Silencing of miR-19a-3p enhances osteosarcoma cells chemosensitivity by elevating the expression of tumor suppressor PTEN

MicroRNAs (miRNAs/miRs) are small non-coding RNAs, which serve important roles in tumor progression. The present study analyzed the role of miR-19a-3p in the chemosensitivity of osteosarcoma (OS) cells. Overexpression of miR-19a-3p was observed in OS cells and a cisplatin-resistant MG63 cell line was subsequently constructed. It was observed that miR-19a-3p inhibitor transfection suppressed cell proliferation and decreased the expression of Ki67 and PCNA compared with the cisplatin treatment group. miR-19a-3p inhibitor transfection also promoted apoptotic rate, increased the expression of Bcl-2 associated X, Apoptosis regulator (Bax) and markedly decreased the expression of Bcl-2 compared with the cisplatin treatment group. These results elucidated that silencing of miR-19a-3p enhanced chemosensitivity of OS cells to Cisplatin, through suppressing cell proliferation and promoting cell Apoptosis during treatment with Cisplatin. Bioinformatics study and luciferase reporter assays indicated that PTEN was a target of miR-19a-3p, and western blotting demonstrated that PTEN expression was negatively regulated by miR-19a-3p in OS cells. In addition, overexpression of PTEN decreased cell proliferation, but increased apoptotic rate compared with the cisplatin treatment group.
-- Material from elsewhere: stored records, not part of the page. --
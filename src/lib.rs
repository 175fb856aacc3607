//! # sseflow
//!
//! Server-Sent Events (SSE) wire codec with asynchronous client and server
//! stream drivers.
//!
//! This crate provides:
//! - [`Message`]: the SSE data model with a line-oriented decoder and a
//!   byte-exact wire encoder
//! - [`SseClient`]: consumes an inbound event stream and tracks the
//!   reconnection advice (last event id, retry delay) reported when the
//!   stream ends
//! - [`SseServer`]: drains application-pushed messages onto a byte sink,
//!   flushing per event
//! - [`EventStream`]: the closeable multi-consumer channel both drivers
//!   publish through
//!
//! Reconnecting is deliberately left to the caller: the client computes and
//! reports the advice, nothing more.
//!
//! ## Quick Start
//!
//! ### Consuming a stream
//!
//! ```rust,no_run
//! use sseflow::SseClient;
//! use tokio_util::sync::CancellationToken;
//!
//! # async fn example() -> Result<(), Box<dyn std::error::Error>> {
//! let response = reqwest::get("http://localhost:8080/events").await?;
//! let client = SseClient::new(response)?;
//!
//! // Subscribe before starting so no early message is dropped.
//! let mut events = client.listen(CancellationToken::new());
//! client.start();
//! while let Some(event) = events.recv().await {
//!     println!("{}", event.data);
//! }
//!
//! let closed = client.close().await;
//! println!("reconnect with {}", closed.advice);
//! # Ok(())
//! # }
//! ```
//!
//! ### Producing a stream
//!
//! ```rust,no_run
//! use sseflow::{Message, SseServer};
//!
//! # async fn example(socket: tokio::net::TcpStream) {
//! // Send sseflow::handshake() over the connection first, then stream.
//! let server = SseServer::new(socket);
//! server.push([Message::new().with_id("1").with_data("hello")]);
//! if let Err(err) = server.close().await {
//!     eprintln!("stream failed: {err}");
//! }
//! # }
//! ```

#![warn(
    missing_docs,
    missing_debug_implementations,
    rust_2018_idioms,
    unreachable_pub
)]
#![deny(unsafe_code)]
#![allow(clippy::missing_errors_doc)]

use std::time::Duration;

pub mod client;
pub mod error;
pub mod server;
pub mod shared;

// Re-export commonly used types
pub use client::SseClient;
pub use error::{Error, ReconnectAdvice, Result, StreamClosed};
pub use server::{handshake, SseServer};
pub use shared::{EventStream, Message};

/// The SSE media type.
///
/// A client response must declare exactly this `Content-Type`; the server
/// handshake emits it.
///
/// # Examples
///
/// ```rust
/// assert_eq!(sseflow::MEDIA_TYPE, "text/event-stream");
/// ```
pub const MEDIA_TYPE: &str = "text/event-stream";

/// Default reconnection delay advised when a stream never carried a
/// positive `retry` field.
///
/// # Examples
///
/// ```rust
/// use std::time::Duration;
///
/// assert_eq!(sseflow::DEFAULT_RETRY, Duration::from_millis(5000));
/// ```
pub const DEFAULT_RETRY: Duration = Duration::from_millis(5000);
//! I/O layer and session orchestration for the Parlor chat client.
//!
//! Three pieces, matching the two transports and the thing that ties them
//! together:
//!
//! - [`ApiClient`]: request/response calls — room history, room directory,
//!   username registration.
//! - [`StreamConnection`]: one WebSocket connection per room session, with
//!   an observable [`ConnectionStatus`].
//! - [`RoomSession`]: the per-room controller. It starts the history fetch
//!   and the stream together, funnels both into a single
//!   [`parlor_core::Transcript`] writer, and exposes display-ordered
//!   snapshots and connection status over watch channels.
//!
//! Nothing here retries on its own: failed history degrades to an empty
//! seed, a dead stream is surfaced as a terminal status, and the caller
//! decides whether to open a fresh session.

mod api;
mod config;
mod error;
mod session;
mod stream;

pub use api::ApiClient;
pub use config::ServerConfig;
pub use error::{ApiError, SendError};
pub use session::{RoomSession, TranscriptSnapshot};
pub use stream::{ConnectionStatus, StreamConnection};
It was observed that inhibition of PTEN by BpV(HOpic) upregulated cell proliferation and downregulated apoptotic rate compared with the Cisplatin^-treated miR-19a-3p inhibitor group, indicating that inhibition of PTEN expression counteracted the effect of the miR-19a-3p inhibitor on the regulation of chemosensitivity in OS cells. Taken together, overexpression of miR-19a-3p was observed in OS cell lines and that downregulation of miR-19a-3p enhanced the chemosensitivity of OS cells to Cisplatin, by elevating the expression of the tumor suppressor, PTEN.